Since effective marginal rates depend on all taxes applied to work effort and capital gains and include the effects of tax preferences, the statutory rate brackets in the income tax are only part of the story. Wages face an additional 7.65 percent payroll tax on both the employee and employer, so payroll taxes contribute an extra 14.2 percentage points to the marginal tax rate on pretax earnings (15.3 divided by 107.65, the gross wage including the employer tax). However, earnings above the Social Security wage threshold face only the Medicare Hospital Insurance (HI) tax, which is 1.45 percent on both employees and employers, for a total rate of 2.86 percent (2.9/101.45). And earnings above $125,000 (or $250,000 for joint filers) get hit with an additional 0.9% surtax starting in 2013.

Meanwhile, capital gains and qualified dividends face a top rate of only 15 percent – plus an additional 3.8 percent on net investment income for high earners beginning in 2013, courtesy of health reform. Various phase-ins and phase-outs in the tax code complicate things further; for example, taxpayers in the AMT exemption phase-out range face effective marginal rates several percentage points higher than their statutory rates on both earnings and capital gains.

Effect of PFSA on effective marginal tax rates against current policy

How would PFSA affect all of this? TPC estimates that the proposal would increase average effective marginal rates for high-income taxpayers – but not for all types of income. Effective marginal tax rates on capital gains would nearly double from 18 percent (under current policy) to 34 percent for taxpayers with incomes between $1 million and $2 million, and would climb to 29 percent for taxpayers with incomes over $2 million. That jump shouldn’t come as a surprise. As Warren Buffett has been telling us, high-income taxpayers who face low tax rates tend to have lots of capital gains, which are currently taxed far below the fair share tax rate of 30 percent. (If you’re wondering, taxpayers with incomes between $1 million and $2 million face a higher effective marginal rate than taxpayers with incomes over $2 million because the fair share tax phases in over that range.) Capital gains realizations would fall dramatically in response to these high marginal rates, which – according to some estimates – would actually exceed the revenue-maximizing tax rate on capital gains.

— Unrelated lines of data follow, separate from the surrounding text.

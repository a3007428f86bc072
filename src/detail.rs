//! Ticket detail read view
//!
//! Builds the sections shown for a single ticket. Professional and connector
//! details only appear once the ticket has reached the stage that fills
//! them in.

use jiff::tz::TimeZone;

use crate::formatting::format_date_time_in;
use crate::types::{ConnectorDetail, ProDetail, Ticket};

/// A label/value line in a detail table
#[derive(Debug, Clone, PartialEq, Eq)]
pub struct DetailRow {
    pub label: &'static str,
    pub value: String,
}

impl DetailRow {
    fn new(label: &'static str, value: impl Into<String>) -> Self {
        Self {
            label,
            value: value.into(),
        }
    }
}

/// A titled block of rows; the title is shown even when the rows are gated out
#[derive(Debug, Clone, PartialEq, Eq)]
pub struct DetailSection {
    pub title: &'static str,
    pub rows: Option<Vec<DetailRow>>,
}

impl DetailSection {
    pub fn is_rendered(&self) -> bool {
        self.rows.is_some()
    }
}

#[derive(Debug, Clone, PartialEq, Eq)]
pub struct TicketDetailView {
    /// e.g. "Jane's Ticket"
    pub heading: String,
    pub summary: Vec<DetailRow>,
    pub professional: DetailSection,
    pub connector: DetailSection,
}

/// Build the detail view for `ticket`
pub fn ticket_detail(ticket: &Ticket, tz: &TimeZone) -> TicketDetailView {
    let summary = vec![
        DetailRow::new("TicketID", ticket.id.to_string()),
        DetailRow::new(
            "Appointment Date",
            ticket
                .appointment_date
                .as_ref()
                .map(|d| format_date_time_in(d, tz))
                .unwrap_or_default(),
        ),
    ];

    let status = ticket.ticket_status;
    let professional = DetailSection {
        title: "Professional Info",
        rows: status
            .has_pro()
            .then(|| pro_rows(ticket.pro_detail.as_ref())),
    };
    let connector = DetailSection {
        title: "Connector Info",
        rows: status
            .has_connector()
            .then(|| connector_rows(ticket.connector_detail.as_ref())),
    };

    TicketDetailView {
        heading: format!("{}'s Ticket", capitalize(&ticket.owner.username)),
        summary,
        professional,
        connector,
    }
}

fn pro_rows(detail: Option<&ProDetail>) -> Vec<DetailRow> {
    let default = ProDetail::default();
    let d = detail.unwrap_or(&default);
    vec![
        DetailRow::new("Full Name", full_name(&d.first_name, &d.last_name)),
        DetailRow::new("Company Name", d.company_name.clone().unwrap_or_default()),
        DetailRow::new("Phone Number", d.phone_number.clone().unwrap_or_default()),
        DetailRow::new("Email", d.email.clone().unwrap_or_default()),
        DetailRow::new("Zip Address", d.zip_address.clone().unwrap_or_default()),
        DetailRow::new(
            "Address",
            d.address
                .clone()
                .filter(|a| !a.is_empty())
                .unwrap_or_else(|| "--".to_string()),
        ),
    ]
}

fn connector_rows(detail: Option<&ConnectorDetail>) -> Vec<DetailRow> {
    let default = ConnectorDetail::default();
    let d = detail.unwrap_or(&default);
    vec![
        DetailRow::new("Full Name", full_name(&d.first_name, &d.last_name)),
        DetailRow::new("Phone Number", d.phone_number.clone().unwrap_or_default()),
        DetailRow::new("Email", d.email.clone().unwrap_or_default()),
    ]
}

fn full_name(first: &str, last: &str) -> String {
    format!("{first} {last}").trim().to_string()
}

/// Uppercase the first character, leave the rest untouched
fn capitalize(s: &str) -> String {
    let mut chars = s.chars();
    match chars.next() {
        Some(first) => first.to_uppercase().chain(chars).collect(),
        None => String::new(),
    }
}
//! Error types for the streaming engine.

use std::path::PathBuf;

pub use pitchcoach_common::protocol::ProtocolError;

/// Microphone setup and stream failures.
#[derive(Debug, thiserror::Error)]
pub enum CaptureError {
    /// The OS refused access to the input device
    #[error("microphone permission denied: {0}")]
    PermissionDenied(String),

    /// No usable input device, or the device went away
    #[error("input device unavailable: {0}")]
    DeviceUnavailable(String),

    /// The device was opened but the stream could not run
    #[error("audio stream error: {0}")]
    Stream(String),
}

/// Failures of the analyzer channel.
#[derive(Debug, thiserror::Error)]
pub enum TransportError {
    /// The WebSocket handshake failed
    #[error("failed to connect to {url}: {reason}")]
    Connect { url: String, reason: String },

    /// The channel was closed locally or by the peer
    #[error("channel closed")]
    ChannelClosed,

    /// The channel failed while open
    #[error("channel error: {0}")]
    ChannelError(String),

    #[error(transparent)]
    Protocol(#[from] ProtocolError),
}

/// Pitch timeline store misuse.
#[derive(Debug, thiserror::Error)]
pub enum TimelineError {
    /// The reference track is immutable once loaded
    #[error("reference timeline already loaded")]
    ReferenceAlreadyLoaded,
}

/// Failures loading the reference pitch track.
#[derive(Debug, thiserror::Error)]
pub enum ReferenceError {
    #[error("failed to fetch reference pitch from {url}: {source}")]
    Http {
        url: String,
        #[source]
        source: reqwest::Error,
    },

    #[error("failed to read {path}: {source}")]
    Io {
        path: PathBuf,
        #[source]
        source: std::io::Error,
    },

    #[error("invalid reference pitch data: {0}")]
    Parse(#[from] serde_json::Error),

    #[error("reference pitch track is empty")]
    Empty,
}

/// Failures writing a recorded take.
#[derive(Debug, thiserror::Error)]
pub enum RecordingError {
    #[error("failed to write WAV file {path}: {source}")]
    Wav {
        path: PathBuf,
        #[source]
        source: hound::Error,
    },

    #[error("failed to create recordings directory {path}: {source}")]
    Directory {
        path: PathBuf,
        #[source]
        source: std::io::Error,
    },
}

/// Failures loading an explicit configuration file.
#[derive(Debug, thiserror::Error)]
pub enum ConfigError {
    #[error("failed to read config {path}: {source}")]
    Read {
        path: PathBuf,
        #[source]
        source: std::io::Error,
    },

    #[error("failed to parse config {path}: {source}")]
    Parse {
        path: PathBuf,
        #[source]
        source: toml::de::Error,
    },
}

/// Failures starting or running a performance session.
#[derive(Debug, thiserror::Error)]
pub enum SessionError {
    #[error(transparent)]
    Capture(#[from] CaptureError),

    #[error(transparent)]
    Transport(#[from] TransportError),

    #[error(transparent)]
    Timeline(#[from] TimelineError),

    /// An attempt is already running
    #[error("performance already in progress")]
    AlreadyRunning,
}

The average effective marginal rate on wages actually decreases slightly for those with very high incomes. While this seems counterintuitive, it actually makes sense. Between income and payroll taxes, most high-income taxpayers already face a marginal rate above 30 percent on their wages. If they end up on PFSA – most likely because their capital gains pull their average tax rate down below 30 percent – their 30 percent marginal rate on earnings will actually be less than they were paying before.

Yes, raising taxes on a couple hundred thousand of the highest-income Americans sounds awfully appealing. But narrowly based tax increases often come at an efficiency cost. And in this case, the most likely source of efficiency loss comes from discouraging realizations of capital gains.